Créée en 2005, Valesens accompagne, par le design et les technologies du sensoriel, de nouvelles formes d’économie et de produit en région Centre-Val de Loire. Sa stratégie territoriale, à horizon 2025, repose sur quatre piliers qui allient l’économie solidaire et l’économie circulaire à l’économie créative et sensorielle. Forte de sa démarche d’innovation, l’association a imaginé un projet de traitement et de valorisation de chutes et déchets industriels de cuir matérialisé à travers un concours national de design baptisé « Mon beau déchet » lancé en 2021. « Matière noble, le cuir fait appel à la perception, la sensation et la mémoire émotionnelle, en phase avec notre approche d’écologie sensorielle du design. Les tonnes de déchets de cuirs, à utiliser tels quels, peuvent servir de gisements d’expérimentation et de transformation, par le design, en objets du quotidien ou d’exception », explique Régine Charvet Pello, Directrice Générale de RCP Design Global. L’architecte d’intérieur et designer, basée à Tours, est à l’origine de la notion de design sensoriel en France (comprenez une perception différenciante dans la conception de produits industriels).
L’objectif du concours consiste à préserver les ressources naturelles par l’éco-conception, la valorisation et le surcyclage des déchets, en l’occurrence des chutes industrielles du cuir sourcées localement. Charge aux créateurs, designers, artisans, étudiants, artistes de concevoir de manière innovante et durable. « Ce concours contribue à créer un nouveau marché d’objets, produits et matières à haute valeur humaine et durable, en travaillant sur les objets surcyclés du quotidien. Les créations des 18 lauréats pourront être produites en petites séries dès cette année par une manufacture de territoire, structure d’économie solidaire qui fait intervenir des personnes éloignées de l’emploi. » Dans une approche territoriale et sociale, cette manufacture répondra, au fil du temps, à des appels à projets et des commandes créatives. 
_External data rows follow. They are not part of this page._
use std::fmt;

/// Non-fatal conditions met while diffing: data is missing but cannot be refetched.
#[derive(Debug, Clone, PartialEq, Eq)]
pub enum Diagnostic {
    /// Data is missing on the node of an edge, or on the edge itself, and the node has no
    /// identifier to refetch it with.
    ConnectionNodeWithoutId { connection: String },
    /// Edge fields are missing and the connection doesn't accept `find` to refetch a single edge.
    ConnectionNotFindable { connection: String },
}

impl Diagnostic {
    /// The message, with a `%s` placeholder for each of [`Diagnostic::args`].
    pub fn template(&self) -> &'static str {
        match self {
            Diagnostic::ConnectionNodeWithoutId { .. } => {
                "Field `node` on connection `%s` cannot be retrieved if it does not have an `id` field. \
                 If you expect fields to be retrieved on this field, add an `id` field in the schema. \
                 If you choose to ignore this warning, you can silence it by adding \
                 `@relay(isConnectionWithoutNodeID: true)` to the connection field."
            }
            Diagnostic::ConnectionNotFindable { .. } => {
                "connection `edges{*}` fields can only be refetched if the connection supports the `find` call. \
                 Cannot refetch data for field `%s`."
            }
        }
    }

    pub fn args(&self) -> Vec<&str> {
        match self {
            Diagnostic::ConnectionNodeWithoutId { connection } | Diagnostic::ConnectionNotFindable { connection } => {
                vec![connection.as_str()]
            }
        }
    }
}

impl fmt::Display for Diagnostic {
    fn fmt(&self, f: &mut fmt::Formatter<'_>) -> fmt::Result {
        let mut args = self.args().into_iter();
        let mut parts = self.template().split("%s").peekable();

        while let Some(part) = parts.next() {
            f.write_str(part)?;
            if parts.peek().is_some() {
                f.write_str(args.next().unwrap_or("%s"))?;
            }
        }

        Ok(())
    }
}

/// Receives the diagnostics of a diff.
pub trait DiagnosticSink {
    fn report(&mut self, diagnostic: Diagnostic);
}

impl DiagnosticSink for Vec<Diagnostic> {
    fn report(&mut self, diagnostic: Diagnostic) {
        self.push(diagnostic);
    }
}

/// Logs every diagnostic as a warning.
#[derive(Debug, Default, Clone, Copy)]
pub struct TracingDiagnostics;

impl DiagnosticSink for TracingDiagnostics {
    fn report(&mut self, diagnostic: Diagnostic) {
        tracing::warn!("{diagnostic}");
    }
}
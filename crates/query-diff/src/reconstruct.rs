//! Turns missing subtrees back into standalone queries.
//!
//! A subtree found missing deep inside a query is re-anchored either at the original root field
//! or at the closest record with an identifier, which can be fetched on its own through
//! `node(id: ...)`.

use std::sync::Arc;

use crate::{
    QueryRoot, RecordId, Schema,
    query::{Argument, Field, FieldKind, Fragment, InputValue, Selection},
};

/// Where a missing subtree sits, relative to a refetchable anchor.
#[derive(Debug, Clone)]
pub(crate) struct QueryPath {
    anchor: Anchor,
    /// Singular fields and fragments between the anchor and the subtree. For root anchors the
    /// first step is the root field itself, once pushed.
    steps: Vec<Selection>,
}

#[derive(Debug, Clone)]
enum Anchor {
    Root,
    Node { id: RecordId, type_name: String },
}

/// The missing subtree has no path to a refetchable anchor, it must be folded into its parent.
#[derive(Debug, Clone, Copy, PartialEq, Eq)]
pub(crate) struct UnsupportedRefetch;

impl QueryPath {
    pub fn root() -> Self {
        QueryPath {
            anchor: Anchor::Root,
            steps: Vec::new(),
        }
    }

    pub fn node(id: &RecordId, type_name: &str) -> Self {
        QueryPath {
            anchor: Anchor::Node {
                id: id.clone(),
                type_name: type_name.to_string(),
            },
            steps: Vec::new(),
        }
    }

    pub fn push(&self, step: &Selection) -> Self {
        let mut path = self.clone();
        path.steps.push(step.clone());
        path
    }
}

pub(crate) struct Reconstructor<'a> {
    root: &'a QueryRoot,
    schema: &'a Schema,
}

impl<'a> Reconstructor<'a> {
    pub fn new(root: &'a QueryRoot) -> Self {
        Reconstructor {
            root,
            schema: root.schema(),
        }
    }

    /// A root fetching `selections` at the end of `path`.
    pub fn build(&self, path: Option<&QueryPath>, selections: Vec<Selection>) -> Result<QueryRoot, UnsupportedRefetch> {
        let path = path.ok_or(UnsupportedRefetch)?;

        let mut children = selections;
        for step in path.steps.iter().rev() {
            let mut selections = requisite_fields(step, &children);
            selections.extend(children);
            children = vec![step.with_selections(selections)];
        }

        match &path.anchor {
            Anchor::Node { id, type_name } => Ok(self.node_root(id, type_name, children)),
            Anchor::Root => match (children.pop(), children.is_empty()) {
                (Some(Selection::Field(field)), true) => Ok(self.root.with_field(field)),
                _ => Err(UnsupportedRefetch),
            },
        }
    }

    /// `node(id: ...) { id __typename ... on <type_name> { selections } }`
    pub fn node_root(&self, id: &RecordId, type_name: &str, selections: Vec<Selection>) -> QueryRoot {
        let config = self.schema.config();

        let node_type = self
            .schema
            .field(self.schema.query_type(), &config.node_root_field)
            .map(|field| field.type_name.as_str())
            .unwrap_or("Node");

        let mut node = Field::new(config.node_root_field.as_str(), node_type, FieldKind::Linked);
        node.is_abstract = self.schema.is_abstract(node_type);
        node.arguments = vec![Argument {
            name: config.node_root_argument.clone(),
            value: InputValue::String(id.to_string()),
        }];
        node.selections = vec![
            self.scalar(&config.id_field, "ID"),
            self.scalar(&config.typename_field, "String"),
            Selection::Fragment(Arc::new(Fragment::inline(type_name, selections))),
        ];

        self.root.with_field(Arc::new(node))
    }

    pub fn scalar(&self, name: &str, type_name: &str) -> Selection {
        Selection::Field(Arc::new(Field::generated(name, type_name)))
    }
}

/// Identifier, type discriminator or cursor of a step which the partial copy of the step
/// doesn't carry yet.
fn requisite_fields(step: &Selection, children: &[Selection]) -> Vec<Selection> {
    step.selections()
        .iter()
        .filter(|child| child.is_requisite() && !children.iter().any(|selection| selection.id() == child.id()))
        .cloned()
        .collect()
}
Une nouvelle filière de matériaux upgradés

Dans une démarche d’économie circulaire, et pour aller plus loin dans le traitement de 100% du déchet, la manufacture a vocation à être complétée d’un volet industriel destiné à valoriser les fibres de cuirs (dit synderme, matériau recyclé composé de broyats de cuirs et de liants naturels). L’objectif : « innover et créer pour donner une autre valeur au synderme afin d’en faire un matériau plus noble, utilisable comme produit de seconde vie sur d’autres marchés que celui de la mode. La réutilisation de la chute industrielle offre un large champ de création qui peut s’exprimer dans les secteurs de la maison, du bureau, du packaging, des transports publics, de l’automobile… », souligne Régine Charvet Pello. Dans cette optique Valesens réédite son concours « Mon beau déchet 2022 » avec pour thématique « Fibres de cuir, nouveaux usages ». Dix échantillons de fibres de cuir d’épaisseur, de coloration et de constitutions différentes (souple à rigide), sans finition de surface, ont été mis à disposition des participants designers-créateurs afin de laisser libre cours à leur imagination. Les réalisations des lauréats seront dévoilées en septembre à l’occasion de France Design Week. « Le concours axé sur cette matière permet d’évaluer les caractéristiques techniques du synderme, les débouchés et les potentiels de familles de produits. »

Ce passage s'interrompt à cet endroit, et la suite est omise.